2015-16 SEASON PLAYS:
DRY LAND
by
Ruby Rae Spiegel
Directed by
Josh Short
SEPTEMBER - OCTOBER | NEW ENGLAND PREMIERE
Ester is a swimmer trying to stay afloat. Amy is curled up on the locker room floor. Victor hates jocks but not girls. Reba just wants to party. A play about girls, abortion, bath salts, bathing suits, rashes, love, and what happens in one high school locker room after everybody's left. A finalist for the 2014
Susan Smith Blackburn Prize for Drama, this heartfelt, hilarious, and gut-wrenching new play by one of the America's most promising young playwrights will leave audiences gasping for air.
CAIN + ABEL
by Ben Jolivet
Directed by Susie Schutt
OCTOBER - NOVEMBER| A WORLD PREMIERE FROM OUR NEW WORKS PROGRAM
From The Wilbury Group's Playwright-in-Residence Ben Jolivet comes Cain + Abel, a fresh, contemporary take on a classic tale. In the shadow of the deserted garden, two brothers wrestle with faith and desire in the face of uncertainty and fear; two women struggle to find a place beyond the grossest instincts of men; and a lonely traveler grapples with his creation. Fighting their way into the unknown will demand everything from them and result in the ultimate sacrifice. In the beginning, nothing became something and nobody knew what to do.

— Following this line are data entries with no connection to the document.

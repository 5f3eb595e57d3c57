//! Association resolution and membership over key-value sets.
//!
//! Every graph edge is backed by plain set operations: a `has_many` or
//! `has_one` owner keeps member ids in its association-set key, while a
//! `belongs_to` side reads its `{name}_id` attribute. Resolution is
//! lenient throughout - members that no longer exist are dropped, not
//! errors.

use crate::entity::Entity;
use crate::error::{CoreError, CoreResult};
use crate::keys;
use crate::repo::Repository;
use crate::schema::{AssocDecl, AssocKind, Dependent, Target};
use tracing::warn;

impl Repository {
    pub(crate) fn assoc_decl(&self, name: &str) -> CoreResult<AssocDecl> {
        self.def()
            .association(name)
            .cloned()
            .ok_or_else(|| {
                CoreError::configuration(format!(
                    "{} has no association '{}'",
                    self.def().name(),
                    name
                ))
            })
    }

    /// Resolves the repository an association's members live in.
    ///
    /// Polymorphic associations read the concrete type name from the
    /// owner's `{name}_type` attribute at call time; an unknown or empty
    /// type name is a configuration error.
    fn target_repo(&self, owner: &Entity, decl: &AssocDecl) -> CoreResult<Repository> {
        let type_name = match &decl.target {
            Target::Polymorphic => {
                let attr = format!("{}_type", decl.name);
                match owner.get(&attr).as_str() {
                    Some(name) if !name.is_empty() => name.to_string(),
                    _ => {
                        return Err(CoreError::configuration(format!(
                            "{}.{}: polymorphic association has no '{}' value",
                            self.def().name(),
                            decl.name,
                            attr
                        )))
                    }
                }
            }
            Target::Explicit(name) => name.clone(),
            Target::Inferred => keys::infer_type_name(&decl.name),
        };
        self.repo_for(&type_name)
    }

    fn assoc_key(&self, owner: &Entity, assoc_name: &str) -> String {
        keys::assoc_set_key(self.def().name(), owner.id(), assoc_name)
    }

    /// Resolves the current members of any association, without
    /// memoization: zero or one entity for `belongs_to`/`has_one`, all
    /// live members for `has_many`, the flattened composition for a
    /// through-association.
    fn resolve_all(&self, owner: &Entity, decl: &AssocDecl) -> CoreResult<Vec<Entity>> {
        if let Some(through_name) = &decl.through {
            return self.resolve_through(owner, decl, through_name);
        }
        match decl.kind {
            AssocKind::BelongsTo => {
                let fk = owner.get(&format!("{}_id", decl.name));
                let id = fk.as_int().unwrap_or(0);
                if id == 0 {
                    return Ok(Vec::new());
                }
                let target = self.target_repo(owner, decl)?;
                Ok(target.try_find(id)?.into_iter().collect())
            }
            AssocKind::HasOne => {
                let members = self.store().smembers(&self.assoc_key(owner, &decl.name))?;
                let Some(first) = members.first() else {
                    return Ok(Vec::new());
                };
                let id = first.parse::<i64>().unwrap_or(0);
                if id == 0 {
                    return Ok(Vec::new());
                }
                let target = self.target_repo(owner, decl)?;
                Ok(target.try_find(id)?.into_iter().collect())
            }
            AssocKind::HasMany => {
                let members = self.store().smembers(&self.assoc_key(owner, &decl.name))?;
                let ids: Vec<i64> = members.iter().filter_map(|m| m.parse().ok()).collect();
                let target = self.target_repo(owner, decl)?;
                target.find_existing(&ids)
            }
        }
    }

    fn resolve_through(
        &self,
        owner: &Entity,
        decl: &AssocDecl,
        through_name: &str,
    ) -> CoreResult<Vec<Entity>> {
        let through_decl = self.assoc_decl(through_name)?;
        let intermediates = self.resolve_all(owner, &through_decl)?;
        let terminal = keys::singularize(&decl.name);

        let mut members = Vec::new();
        for intermediate in intermediates {
            let repo = self.repo_for(intermediate.type_name())?;
            let terminal_decl = repo.def().association(&terminal).cloned().ok_or_else(|| {
                CoreError::configuration(format!(
                    "{}.{}: intermediate type {} has no association '{}'",
                    self.def().name(),
                    decl.name,
                    intermediate.type_name(),
                    terminal
                ))
            })?;
            members.extend(repo.resolve_all(&intermediate, &terminal_decl)?);
        }
        Ok(members)
    }

    /// Enumerates the entities of a `has_many` association (through
    /// compositions included), dropping members that no longer exist.
    ///
    /// # Errors
    ///
    /// Naming anything other than a `has_many` association is a
    /// configuration error.
    pub fn related(&self, owner: &Entity, assoc_name: &str) -> CoreResult<Vec<Entity>> {
        let decl = self.assoc_decl(assoc_name)?;
        if decl.kind != AssocKind::HasMany {
            return Err(CoreError::configuration(format!(
                "{}.{} is not a has_many association",
                self.def().name(),
                assoc_name
            )));
        }
        self.resolve_all(owner, &decl)
    }

    /// Lists a `has_many` association's member ids without resolving
    /// entities. A through-association resolves its composition and maps
    /// the ids.
    pub fn member_ids(&self, owner: &Entity, assoc_name: &str) -> CoreResult<Vec<i64>> {
        let decl = self.assoc_decl(assoc_name)?;
        if decl.kind != AssocKind::HasMany {
            return Err(CoreError::configuration(format!(
                "{}.{} is not a has_many association",
                self.def().name(),
                assoc_name
            )));
        }
        if decl.is_through() {
            return Ok(self
                .resolve_all(owner, &decl)?
                .iter()
                .map(Entity::id)
                .collect());
        }
        let members = self.store().smembers(&self.assoc_key(owner, assoc_name))?;
        Ok(members.iter().filter_map(|m| m.parse().ok()).collect())
    }

    /// Inserts a member id into a `has_many` association set.
    ///
    /// Set semantics: adding twice is the same as adding once.
    ///
    /// # Errors
    ///
    /// Mutating a through-association is a configuration error, never a
    /// silent no-op; linking an unsaved member is a precondition error.
    pub fn add_member(&self, owner: &Entity, assoc_name: &str, member: &Entity) -> CoreResult<()> {
        let decl = self.mutable_has_many(assoc_name, "add")?;
        self.check_member_id(member)?;
        self.store()
            .sadd(&self.assoc_key(owner, &decl.name), &member.id().to_string())?;
        Ok(())
    }

    /// Removes a member id from a `has_many` association set.
    ///
    /// # Errors
    ///
    /// Mutating a through-association is a configuration error.
    pub fn remove_member(
        &self,
        owner: &Entity,
        assoc_name: &str,
        member: &Entity,
    ) -> CoreResult<()> {
        let decl = self.mutable_has_many(assoc_name, "remove")?;
        self.store()
            .srem(&self.assoc_key(owner, &decl.name), &member.id().to_string())?;
        Ok(())
    }

    fn mutable_has_many(&self, assoc_name: &str, verb: &str) -> CoreResult<AssocDecl> {
        let decl = self.assoc_decl(assoc_name)?;
        if decl.kind != AssocKind::HasMany {
            return Err(CoreError::configuration(format!(
                "{}.{} is not a has_many association",
                self.def().name(),
                assoc_name
            )));
        }
        if decl.is_through() {
            return Err(CoreError::configuration(format!(
                "{}.{}: cannot {} members via a through association",
                self.def().name(),
                assoc_name,
                verb
            )));
        }
        Ok(decl)
    }

    fn check_member_id(&self, member: &Entity) -> CoreResult<()> {
        if member.has_id() {
            Ok(())
        } else {
            Err(CoreError::precondition(format!(
                "cannot link unsaved {} into an association",
                member.type_name()
            )))
        }
    }

    /// Resolves a `belongs_to` reference, memoized on the owner.
    ///
    /// The memo is invalidated whenever `{name}_id` is reassigned. A
    /// missing target resolves to `None`, not an error.
    pub fn belongs_to(&self, owner: &mut Entity, assoc_name: &str) -> CoreResult<Option<Entity>> {
        let decl = self.assoc_decl(assoc_name)?;
        if decl.kind != AssocKind::BelongsTo {
            return Err(CoreError::configuration(format!(
                "{}.{} is not a belongs_to association",
                self.def().name(),
                assoc_name
            )));
        }

        if let Some(cached) = owner.cached_ref(assoc_name) {
            return Ok(cached.as_deref().cloned());
        }

        let resolved = self.resolve_all(owner, &decl)?.into_iter().next();
        owner.set_cached_ref(assoc_name, resolved.clone());
        Ok(resolved)
    }

    /// Reads a `has_one` association: the only member lenient-resolved,
    /// or `None` when the set is empty.
    pub fn has_one(&self, owner: &Entity, assoc_name: &str) -> CoreResult<Option<Entity>> {
        let decl = self.assoc_decl(assoc_name)?;
        if decl.kind != AssocKind::HasOne {
            return Err(CoreError::configuration(format!(
                "{}.{} is not a has_one association",
                self.def().name(),
                assoc_name
            )));
        }
        Ok(self.resolve_all(owner, &decl)?.into_iter().next())
    }

    /// Replaces a `has_one` association's member: the set is cleared and
    /// exactly the new member's id inserted.
    pub fn set_has_one(&self, owner: &Entity, assoc_name: &str, member: &Entity) -> CoreResult<()> {
        let decl = self.assoc_decl(assoc_name)?;
        if decl.kind != AssocKind::HasOne {
            return Err(CoreError::configuration(format!(
                "{}.{} is not a has_one association",
                self.def().name(),
                assoc_name
            )));
        }
        self.check_member_id(member)?;
        let key = self.assoc_key(owner, &decl.name);
        self.store().del(&key)?;
        self.store().sadd(&key, &member.id().to_string())?;
        Ok(())
    }

    /// Destroys dependent members and removes their association-set keys.
    ///
    /// Only associations declared with the destroy policy are touched;
    /// the rest keep their sets (their entries may orphan - accepted
    /// behavior).
    pub(crate) fn destroy_dependents(&self, entity: &Entity) -> CoreResult<()> {
        for decl in self.def().associations() {
            if decl.dependent != Dependent::Destroy {
                continue;
            }
            let members = self.resolve_all(entity, decl)?;
            for mut member in members {
                let repo = self.repo_for(member.type_name())?;
                repo.destroy(&mut member)?;
            }
            if !decl.is_through() {
                self.store().del(&self.assoc_key(entity, &decl.name))?;
            }
        }
        Ok(())
    }

    /// Tells every resolved relative that this instance is gone by
    /// removing its id from the relative's matching collection.
    ///
    /// A relative "matches" when its type declares a `has_many` whose
    /// singular name equals this type's snake_case name. Resolution
    /// failures are logged and do not stop the remaining associations.
    pub(crate) fn notify_parents(&self, entity: &Entity) -> CoreResult<()> {
        let stem = keys::underscore(self.def().name());
        for decl in self.def().associations() {
            if decl.is_through() {
                continue;
            }
            let relatives = match self.resolve_all(entity, decl) {
                Ok(resolved) => resolved,
                Err(err) => {
                    warn!(
                        type_name = self.def().name(),
                        association = decl.name.as_str(),
                        error = %err,
                        "skipping inverse notification; association did not resolve"
                    );
                    continue;
                }
            };

            for relative in relatives {
                let Some(collection) = relative
                    .def()
                    .associations()
                    .iter()
                    .find(|a| {
                        a.kind == AssocKind::HasMany
                            && !a.is_through()
                            && keys::singularize(&a.name) == stem
                    })
                    .cloned()
                else {
                    continue;
                };

                self.store().srem(
                    &keys::assoc_set_key(relative.type_name(), relative.id(), &collection.name),
                    &entity.id().to_string(),
                )?;
            }
        }
        Ok(())
    }
}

Written by Playwright-in-Residence Ben Jolivet, Cain + Abel received a staged-reading as part of the 2014-15
New Works Staged-Reading Series.
PASSING STRANGE
by Stew & Heidi Rodewald
Directed by Brien Lang
NOVEMBER - DECEMBER | RHODE ISLAND PREMIERE
From Los Angeles to Amsterdam to Berlin and back, Passing Strange takes musical theater on a whole new trip. From singer-songwriter and performance artist Stew comes Passing Strange, a daring new musical that takes you on a journey across boundaries of place, identity and theatrical convention. Stew, a popular performer at Joe's Pub, was commissioned by
The Public Theater of New York to develop this heartfelt and hilarious story of a young bohemian who charts a course for "the real" through sex, drugs and rock and roll. Loaded with soulful lyrics and overflowing with passion, the show takes us from black, middle-class America to Amsterdam, Berlin and beyond on a journey towards personal and artistic authenticity.
STUPID f-ing BIRD
by Aaron Posner, adapted from The Seagull by Anton Chekhov
Director TBA
JANUARY - FEBRUARY | RHODE ISLAND PREMIERE
In this irreverent remix of Chekhov's The Seagull, an aspiring young director rails against art created by his mother's generation, a nubile young actress wrestles with an aging Hollywood star for the affections of a renowned novelist, and everyone discovers just how disappointing life, art, and growing up can be. Chekhov's characters still ruminate on love, revolution and the pursuit of happiness, but this time with a lot more snark as the subtext bubbles to the surface. With music, meta-theatricality, and mad humor, playwright
Aaron Posner beats The Seagull to a bloody pulp.
MURDER BALLAD
conceived and with book by Julia Jordan, music and lyrics by Juliana Nash
Directed by Wendy Overly
MARCH - APRIL| NEW ENGLAND PREMIERE
A love triangle gone wrong, Murder Ballad centers on Sara, an Upper West Sider who seems to have it all, but whose downtown past lingers enticingly and dangerously in front of her. Direct from a sold-out run at MTC's Studio at Stage II, this sexy, explosive, new rock musical explores the complications of love, the compromises we make, and the betrayals that can ultimately undo us. Murder Ballad is conceived by
Jonathan Larson Award winner and two-time
Susan Smith Blackburn Prize finalist
Julia Jordan with book and lyrics by Jordan and music and lyrics by indie rock singer/songwriter
Juliana Nash.
JERUSALEM
by Jez Butterworth
Directed by Josh Short
MAY - JUNE| NEW ENGLAND PREMIERE
On the morning of the local county fair, Johnny Byron is a wanted man. Local officials want to serve him an eviction notice, his son wants his full attention, and his motley crew of friends wants his ample supply of booze... Premiered in 2009 at the
Royal Court Theatre, London, Jerusalem won the Evening Standard Award for Best Play in 2009, and transferred to the West End in 2010. It opened on Broadway in April 2011 at the Music Box Theatre.
*all plays and dates are subject to change.